Hello! I’ve been working on a Chef cookbook to automate setting up an EmonCMS environment with all the dependencies. This takes the EmonSD build instructions and makes the process automated, repeatable, and pins the dependencies so that you can (eventually) be sure of getting the same versions of all the bits that make a functioning EmonPI everytime. This is now ready as an early release at https://github.com/davidski/chef-emoncms.
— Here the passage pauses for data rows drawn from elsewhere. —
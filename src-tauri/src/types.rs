use chrono::{DateTime, Utc};
use serde::{Deserialize, Serialize};

/// A point on the globe in degrees.
#[derive(Debug, Clone, Copy, PartialEq, Serialize, Deserialize)]
pub struct GeoPoint {
    pub lat: f64,
    pub lng: f64,
}

impl GeoPoint {
    pub const fn new(lat: f64, lng: f64) -> Self {
        Self { lat, lng }
    }
}

impl std::fmt::Display for GeoPoint {
    fn fmt(&self, f: &mut std::fmt::Formatter<'_>) -> std::fmt::Result {
        write!(f, "({:.6}, {:.6})", self.lat, self.lng)
    }
}

/// Corners of the visible map area. A tilted or rotated camera makes this a
/// general quadrilateral rather than a lat/lng box.
#[derive(Debug, Clone, Copy, PartialEq, Serialize, Deserialize)]
pub struct VisibleRegion {
    pub near_left: GeoPoint,
    pub near_right: GeoPoint,
    pub far_left: GeoPoint,
    pub far_right: GeoPoint,
}

impl VisibleRegion {
    pub fn corners(&self) -> [GeoPoint; 4] {
        [self.near_left, self.near_right, self.far_left, self.far_right]
    }
}

/// What the map is showing when the camera settles.
#[derive(Debug, Clone, Copy, PartialEq, Serialize, Deserialize)]
pub struct Viewport {
    pub center: GeoPoint,
    pub region: VisibleRegion,
}

/// A parking bay from the static catalogue, with its last known occupancy.
#[derive(Debug, Clone, PartialEq, Serialize, Deserialize)]
pub struct Bay {
    pub bay_id: i64,
    pub position: GeoPoint,
    pub description: Option<String>,
    pub available: bool,
    pub status_updated_at: Option<DateTime<Utc>>,
}

/// Occupancy as reported by the bay sensor feed.
#[derive(Debug, Clone, Copy, PartialEq, Eq, Serialize, Deserialize)]
pub enum BayStatus {
    Available,
    Occupied,
}

/// One bay's status from a fetch around some center.
#[derive(Debug, Clone, PartialEq, Serialize, Deserialize)]
pub struct BayStatusUpdate {
    pub bay_id: i64,
    pub status: BayStatus,
    pub observed_at: Option<DateTime<Utc>>,
}

/// Why the policy asked for new status data.
#[derive(Debug, Clone, Copy, PartialEq, Eq, Serialize, Deserialize)]
#[serde(rename_all = "snake_case")]
pub enum RefetchReason {
    /// First close-up view of the session.
    Initial,
    /// Cached status outlived the freshness interval.
    Expired,
    /// The visible area reaches outside the last coverage circle.
    LeftCoverage,
}

/// Outcome of a viewport-settle event.
#[derive(Debug, Clone, Copy, PartialEq, Serialize, Deserialize)]
#[serde(tag = "action", rename_all = "snake_case")]
pub enum Decision {
    NoAction,
    Refetch {
        center: GeoPoint,
        reason: RefetchReason,
    },
}

impl Decision {
    pub fn is_refetch(&self) -> bool {
        matches!(self, Decision::Refetch { .. })
    }
}

/// Identifies the fetch decision a batch of status updates answers.
#[derive(Debug, Clone, Copy, PartialEq, Serialize, Deserialize)]
pub struct FetchTicket {
    pub center: GeoPoint,
    pub issued_at: DateTime<Utc>,
}

/// Emitted after a status batch lands in the catalogue.
#[derive(Debug, Clone, PartialEq, Serialize, Deserialize)]
pub struct StatusRefresh {
    pub ticket: FetchTicket,
    pub applied: usize,
    pub unknown: usize,
}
What can you do with this cookbook?

  • With a single command, launch a Debian 8.8 based virtual machine with a freshly configured emonCMS 9.8.7 with MySQL, Redis, MQTT, and all low-write configurations for testing, development, etc.
    • EmonCMS will be exposed at http://localhost:8080/ecmoncms by default (note the 8080 port vs. the standard port 80, this is to avoid conflicts on your local machine).
  • That fully configured system stands up in 5-10 minutes (depending on your internet connection and local processing power).
  • Runs on Windows, MacOS, or Linux hosts with HyperV, Virtualbox, VMWare support (or any of the virtualization engines supported by Vagrant.
  • Stand up the same code in a cloud platform such as AWS, Azure, Google Cloud etc. No local VM required! (thanks to Vagrant’s awesome cloud support)
  • Use a tool such as packer to build a gold image for AWS, deploying to an SD card, etc.

“Sounds neat? How do I use this?”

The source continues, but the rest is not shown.